Кроме того, эти люди – робкие – не могут понять, что лед трещит и рушится под ногами – это самое доказывает, что человек идет; и что одно средство не провалиться – это идти не останавливаясь.
Вы говорите, я не знаю России. Нет, знаю свою субъективную Россию, глядя на нее с своей призмочки. Ежели мыльный пузырь истории лопнул для вас и для меня, то это тоже доказательство, что мы уже надуваем новый пузырь, который еще сами не видим. И этот пузырь есть для меня твердое и ясное знание моей России, такое же ясное, как знание России Рылеева может быть в 25-м году. Нам, людям практическим, нельзя жить без этого.
Как вам понравился манифест? Я его читал нынче по-русски и не понимаю, для кого он написан. Мужики ни слова не поймут, а мы ни слову не поверим. – Еще не нравится мне то, что тон манифеста есть великое благодеяние, делаемое народу, а сущность его даже ученому крепостнику ничего не представляет, кроме обещаний.
Кроме общего интереса, вы не можете себе представить, как мне интересны все сведенья о декабристах в «Полярной Звезде». – Я затеял месяца 4 тому назад роман, героем которого должен быть возвращающийся декабрист. Я хотел поговорить с вами об этом, да так и не успел. – Декабрист мой должен быть энтузиаст, мистик, христианин, возвращающийся в 56-м году в Россию с женою, сыном и дочерью и примеряющий свой строгий и несколько идеальный взгляд к новой России. – Скажите, пожалуйста, что вы думаете о приличии и своевременности такого сюжета. Тургеневу, которому я читал начало, понравились первые главы».
Герои произведения Петр и Наташа, носящие фамилию Лобазовых, возвращаются в Россию из Сибири после Крымской кампании и, вероятно, во многом разочаруются. Декабризм, дворянская революционная мысль, высокая жертвенность встречаются с либералами.
Всю жизнь Толстой думал о том, как соединить декабристов, которые были далеки от народа, с самим народом; создавал сюжеты о том, как дворянский революционер или просто добрый дворянин попадает в среду крестьян, как они живут вместе и в конце концов сговариваются.
Другой силы Толстой не видал. Он ехал к себе в Ясную Поляну преподавать, возиться с ребятами, учить Мурзика – Морозова: он думает, что переделает десятки или тысячи биографий и таким путем пересоздаст мир.
Жизнь надо переделать, предлагал Толстой. В наброске статьи «О значении народного образования» Толстой писал: «Когда просунешь рассученную нитку в иглиные уши, то чем больше тянешь, тем меньше проходит нитка. Чтобы продеть ее, нужно выдернуть нитку и, вновь ссучивши, продеть ее».

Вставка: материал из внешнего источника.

pub mod decoder;
mod error;
mod measurement_group;

pub use decoder::{UltralightDecoder, GROUP_SEPARATOR, PAIR_SEPARATOR};
pub use error::{PayloadError, Result};
pub use measurement_group::MeasurementGroup;

/// Trait for decoding textual measurement payloads into measure groups
pub trait PayloadDecoder {
    /// Decode a payload, failing as a whole if any group is malformed
    fn decode(&self, payload: &str) -> Result<Vec<MeasurementGroup>>;

    /// Decode a payload group by group, so one malformed group does not
    /// hide its well-formed siblings
    fn decode_groups(&self, payload: &str) -> Vec<Result<MeasurementGroup>>;
}
//! Runs the long-lived processes of the agent side by side and shuts them
//! down together.
//!
//! - Every process gets a clone of one `CancellationToken`
//! - SIGINT/SIGTERM, or the first process error, cancels the token
//! - Closers run after all processes have stopped, bounded by a timeout
//!
//! # Example
//!
//! ```no_run
//! use iota_runner::Runner;
//! use std::time::Duration;
//!
//! #[tokio::main]
//! async fn main() {
//!     let result = Runner::new()
//!         .with_app_process(|ctx| async move {
//!             ctx.cancelled().await;
//!             Ok(())
//!         })
//!         .with_closer(|| async move {
//!             tracing::info!("flushing");
//!             Ok(())
//!         })
//!         .with_closer_timeout(Duration::from_secs(5))
//!         .run()
//!         .await;
//!
//!     std::process::exit(if result.is_ok() { 0 } else { 1 });
//! }
//! ```

use std::future::Future;
use std::pin::Pin;
use std::time::Duration;
use tokio::task::{JoinHandle, JoinSet};
use tokio_util::sync::CancellationToken;
use tracing::{debug, error, info};

/// A long-lived process; it should return once the token is cancelled
pub type AppProcess = Box<
    dyn FnOnce(CancellationToken) -> Pin<Box<dyn Future<Output = anyhow::Result<()>> + Send>>
        + Send,
>;

/// A cleanup step run after all processes have stopped
pub type Closer =
    Box<dyn FnOnce() -> Pin<Box<dyn Future<Output = anyhow::Result<()>> + Send>> + Send>;

pub struct Runner {
    processes: Vec<(String, AppProcess)>,
    closers: Vec<Closer>,
    closer_timeout: Duration,
    cancellation_token: CancellationToken,
    handle_signals: bool,
}

impl Default for Runner {
    fn default() -> Self {
        Self::new()
    }
}

impl Runner {
    /// Closer timeout defaults to 10 seconds
    pub fn new() -> Self {
        Self {
            processes: Vec::new(),
            closers: Vec::new(),
            closer_timeout: Duration::from_secs(10),
            cancellation_token: CancellationToken::new(),
            handle_signals: true,
        }
    }

    /// Add a boxed process under a name used in logs
    pub fn with_named_process(mut self, name: impl Into<String>, process: AppProcess) -> Self {
        self.processes.push((name.into(), process));
        self
    }

    pub fn with_app_process<F, Fut>(self, process: F) -> Self
    where
        F: FnOnce(CancellationToken) -> Fut + Send + 'static,
        Fut: Future<Output = anyhow::Result<()>> + Send + 'static,
    {
        let name = format!("process-{}", self.processes.len());
        self.with_named_process(name, Box::new(|token| Box::pin(process(token))))
    }

    /// Closers run concurrently; one failing does not stop the others
    pub fn with_closer<F, Fut>(mut self, closer: F) -> Self
    where
        F: FnOnce() -> Fut + Send + 'static,
        Fut: Future<Output = anyhow::Result<()>> + Send + 'static,
    {
        self.closers.push(Box::new(|| Box::pin(closer())));
        self
    }

    pub fn with_closer_timeout(mut self, timeout: Duration) -> Self {
        self.closer_timeout = timeout;
        self
    }

    /// Share cancellation with code outside the runner
    pub fn with_cancellation_token(mut self, token: CancellationToken) -> Self {
        self.cancellation_token = token;
        self
    }

    /// Disable SIGINT/SIGTERM handling
    pub fn without_signal_handlers(mut self) -> Self {
        self.handle_signals = false;
        self
    }

    /// Run all processes until they finish, one fails, or a shutdown signal
    /// arrives, then run the closers.
    ///
    /// Returns the first process error, if any.
    pub async fn run(self) -> anyhow::Result<()> {
        let token = self.cancellation_token;
        let mut join_set = JoinSet::new();

        for (name, process) in self.processes {
            let process_token = token.clone();
            info!(process = %name, "starting process");
            join_set.spawn(async move { (name, process(process_token).await) });
        }

        let signal_handlers = if self.handle_signals {
            spawn_signal_handlers(&token)
        } else {
            Vec::new()
        };

        let mut first_error = None;
        while let Some(result) = join_set.join_next().await {
            match result {
                Ok((name, Ok(()))) => {
                    debug!(process = %name, "process completed");
                }
                Ok((name, Err(err))) => {
                    error!(process = %name, "process error: {:#}", err);
                    if first_error.is_none() {
                        first_error = Some(err.context(format!("process {} failed", name)));
                    }
                    token.cancel();
                }
                Err(err) => {
                    error!("process panicked: {}", err);
                    if first_error.is_none() {
                        first_error = Some(anyhow::anyhow!("process panicked: {}", err));
                    }
                    token.cancel();
                }
            }
        }

        for handler in signal_handlers {
            handler.abort();
        }

        Self::run_closers(self.closers, self.closer_timeout).await;

        match first_error {
            Some(err) => {
                error!("exiting with error: {:#}", err);
                Err(err)
            }
            None => {
                info!("exiting normally");
                Ok(())
            }
        }
    }

    async fn run_closers(closers: Vec<Closer>, timeout: Duration) {
        if closers.is_empty() {
            return;
        }
        info!("running closers with timeout of {:?}", timeout);

        let mut closer_set = JoinSet::new();
        for closer in closers {
            closer_set.spawn(closer());
        }

        let drain = async {
            while let Some(result) = closer_set.join_next().await {
                match result {
                    Ok(Ok(())) => debug!("closer completed"),
                    Ok(Err(err)) => error!("closer error: {:#}", err),
                    Err(err) => error!("closer panicked: {}", err),
                }
            }
        };

        if tokio::time::timeout(timeout, drain).await.is_err() {
            error!("closers timed out after {:?}", timeout);
            closer_set.abort_all();
        } else {
            info!("all closers completed");
        }
    }
}

fn spawn_signal_handlers(token: &CancellationToken) -> Vec<JoinHandle<()>> {
    let mut handlers = Vec::new();

    let ctrl_c_token = token.clone();
    handlers.push(tokio::spawn(async move {
        match tokio::signal::ctrl_c().await {
            Ok(()) => {
                info!("received SIGINT");
                ctrl_c_token.cancel();
            }
            Err(err) => error!("failed to listen for SIGINT: {}", err),
        }
    }));

    #[cfg(unix)]
    {
        use tokio::signal::unix::{signal, SignalKind};

        let sigterm_token = token.clone();
        handlers.push(tokio::spawn(async move {
            match signal(SignalKind::terminate()) {
                Ok(mut sigterm) => {
                    sigterm.recv().await;
                    info!("received SIGTERM");
                    sigterm_token.cancel();
                }
                Err(err) => error!("failed to listen for SIGTERM: {}", err),
            }
        }));
    }

    handlers
}
use crate::domain::{ContextBrokerClient, DomainError, DomainResult, UpdateRequest};
use crate::ngsi::build_update_body;
use async_trait::async_trait;
use reqwest::{Client, Url};
use std::time::Duration;
use tracing::{debug, instrument, warn};

pub const FIWARE_SERVICE_HEADER: &str = "Fiware-Service";
pub const FIWARE_SERVICE_PATH_HEADER: &str = "Fiware-ServicePath";

#[derive(Debug, Clone)]
pub struct NgsiClientConfig {
    /// Context broker base URL, e.g. `http://orion:1026`
    pub base_url: String,
    /// Per-request timeout
    pub timeout: Duration,
    /// Send typed numeric and boolean attributes as JSON numbers/booleans
    pub autocast: bool,
}

/// NGSI v2 context broker client
pub struct NgsiV2Client {
    client: Client,
    base_url: Url,
    autocast: bool,
}

impl NgsiV2Client {
    pub fn new(config: NgsiClientConfig) -> DomainResult<Self> {
        let base_url = Url::parse(&config.base_url).map_err(|e| {
            DomainError::InvalidConfig(format!(
                "Invalid context broker URL '{}': {}",
                config.base_url, e
            ))
        })?;
        if base_url.cannot_be_a_base() {
            return Err(DomainError::InvalidConfig(format!(
                "Context broker URL cannot be used as a base: {}",
                config.base_url
            )));
        }

        let client = Client::builder()
            .timeout(config.timeout)
            .build()
            .map_err(|e| DomainError::InvalidConfig(format!("Failed to build HTTP client: {}", e)))?;

        Ok(Self {
            client,
            base_url,
            autocast: config.autocast,
        })
    }

    /// `{base}/v2/entities/{entity_id}/attrs` with the entity id percent-encoded
    pub fn entity_attrs_url(&self, entity_id: &str) -> DomainResult<Url> {
        let mut url = self.base_url.clone();
        url.path_segments_mut()
            .map_err(|_| {
                DomainError::InvalidConfig(format!(
                    "Context broker URL cannot be used as a base: {}",
                    self.base_url
                ))
            })?
            .pop_if_empty()
            .extend(["v2", "entities", entity_id, "attrs"]);
        Ok(url)
    }
}

#[async_trait]
impl ContextBrokerClient for NgsiV2Client {
    #[instrument(
        name = "ngsi_update_entity",
        skip_all,
        fields(
            entity_id = %request.entity_id,
            service = %request.service,
            subservice = %request.subservice,
        )
    )]
    async fn update_entity(&self, request: &UpdateRequest) -> DomainResult<()> {
        let url = self.entity_attrs_url(&request.entity_id)?;
        let body = build_update_body(request, self.autocast);

        debug!(
            url = %url,
            attribute_count = body.len(),
            "sending entity update"
        );

        let response = self
            .client
            .post(url)
            .header(FIWARE_SERVICE_HEADER, &request.service)
            .header(FIWARE_SERVICE_PATH_HEADER, &request.subservice)
            .json(&body)
            .send()
            .await
            .map_err(|e| {
                DomainError::DispatchError(format!("Context broker request failed: {}", e))
            })?;

        let status = response.status();
        if !status.is_success() {
            let text = response.text().await.unwrap_or_default();
            warn!(
                status = status.as_u16(),
                body = %text,
                "context broker rejected entity update"
            );
            return Err(DomainError::DispatchError(format!(
                "Context broker responded {}: {}",
                status.as_u16(),
                text
            )));
        }

        debug!(status = status.as_u16(), "entity update accepted");
        Ok(())
    }
}
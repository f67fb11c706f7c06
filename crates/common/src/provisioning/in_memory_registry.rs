use crate::domain::{
    DeviceContext, DeviceRegistry, DomainError, DomainResult, FindDeviceInput, FindGroupInput,
    ServiceGroup,
};
use crate::provisioning::{ProvisionedDevice, ProvisioningFile};
use async_trait::async_trait;
use std::collections::HashMap;
use tracing::debug;

/// Values applied to provisioning records that leave them open
#[derive(Debug, Clone, PartialEq, Eq)]
pub struct RegistryDefaults {
    /// Api key for devices that have none and belong to no group
    pub default_api_key: Option<String>,
    pub default_service: String,
    pub default_subservice: String,
    pub default_entity_type: String,
}

impl Default for RegistryDefaults {
    fn default() -> Self {
        Self {
            default_api_key: None,
            default_service: "default".to_string(),
            default_subservice: "/".to_string(),
            default_entity_type: "Thing".to_string(),
        }
    }
}

/// Registry snapshot held in memory, keyed by `(api_key, device_id)` for
/// devices and by api key for groups. Immutable once loaded.
#[derive(Debug, Default)]
pub struct InMemoryDeviceRegistry {
    devices: HashMap<(String, String), DeviceContext>,
    groups: HashMap<String, ServiceGroup>,
}

impl InMemoryDeviceRegistry {
    pub fn new() -> Self {
        Self::default()
    }

    /// Load a provisioning snapshot, resolving every device's api key,
    /// tenant and entity.
    ///
    /// A device without an explicit api key takes the key of the group
    /// provisioned for its service/subservice, then the default key.
    pub fn from_provisioning(
        file: ProvisioningFile,
        defaults: &RegistryDefaults,
    ) -> DomainResult<Self> {
        let mut groups = HashMap::new();
        for group in &file.services {
            if groups
                .insert(group.api_key.clone(), group.clone())
                .is_some()
            {
                return Err(DomainError::InvalidConfig(format!(
                    "duplicate service group for api key {}",
                    group.api_key
                )));
            }
        }

        let mut devices = HashMap::new();
        for device in file.devices {
            let ctx = resolve_device(device, &file.services, &groups, defaults)?;
            let key = (ctx.api_key.clone(), ctx.device_id.clone());
            if devices.contains_key(&key) {
                return Err(DomainError::InvalidConfig(format!(
                    "duplicate device {} for api key {}",
                    key.1, key.0
                )));
            }
            devices.insert(key, ctx);
        }

        debug!(
            devices = devices.len(),
            groups = groups.len(),
            "loaded provisioning snapshot"
        );

        Ok(Self { devices, groups })
    }

    pub fn device_count(&self) -> usize {
        self.devices.len()
    }

    pub fn group_count(&self) -> usize {
        self.groups.len()
    }
}

fn resolve_device(
    device: ProvisionedDevice,
    services: &[ServiceGroup],
    groups: &HashMap<String, ServiceGroup>,
    defaults: &RegistryDefaults,
) -> DomainResult<DeviceContext> {
    let explicit_group = device.api_key.as_ref().and_then(|key| groups.get(key));

    let service = device
        .service
        .or_else(|| explicit_group.map(|g| g.service.clone()))
        .unwrap_or_else(|| defaults.default_service.clone());
    let subservice = device
        .subservice
        .or_else(|| explicit_group.map(|g| g.subservice.clone()))
        .unwrap_or_else(|| defaults.default_subservice.clone());

    let api_key = match device.api_key {
        Some(key) => key,
        None => services
            .iter()
            .find(|g| g.service == service && g.subservice == subservice)
            .map(|g| g.api_key.clone())
            .or_else(|| defaults.default_api_key.clone())
            .ok_or_else(|| {
                DomainError::InvalidConfig(format!(
                    "device {} has no api key and no group or default key applies",
                    device.device_id
                ))
            })?,
    };

    let entity_type = device
        .entity_type
        .or_else(|| groups.get(&api_key).and_then(|g| g.entity_type.clone()))
        .unwrap_or_else(|| defaults.default_entity_type.clone());
    let entity_name = device
        .entity_name
        .unwrap_or_else(|| format!("{}:{}", entity_type, device.device_id));

    Ok(DeviceContext {
        device_id: device.device_id,
        api_key,
        service,
        subservice,
        entity_name,
        entity_type,
        attributes: device.attributes,
        static_attributes: device.static_attributes,
        timestamp: device.timestamp,
    })
}

#[async_trait]
impl DeviceRegistry for InMemoryDeviceRegistry {
    async fn find_device_by_api_key_and_id(
        &self,
        input: FindDeviceInput,
    ) -> DomainResult<Option<DeviceContext>> {
        Ok(self
            .devices
            .get(&(input.api_key, input.device_id))
            .cloned())
    }

    async fn find_group_by_api_key(
        &self,
        input: FindGroupInput,
    ) -> DomainResult<Option<ServiceGroup>> {
        Ok(self.groups.get(&input.api_key).cloned())
    }
}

Толстой сказал Прудону: «… насколько можно судить издали, в русском обществе проявилось теперь сознание того, что без образования народа никакое государственное устройство не может быть прочно. – Прудон вскочил и прошелся по комнате. – Ежели это правда, – сказал он мне, как будто с завистью, – вам, русским, принадлежит будущность».
Будущность принадлежала русским потому, что они выдернули нитку, и ссучили ее, и продели через игольное ухо целиком – не судьбу одного человека или даже многих, а всех – общественного уклада, и сшили мир заново.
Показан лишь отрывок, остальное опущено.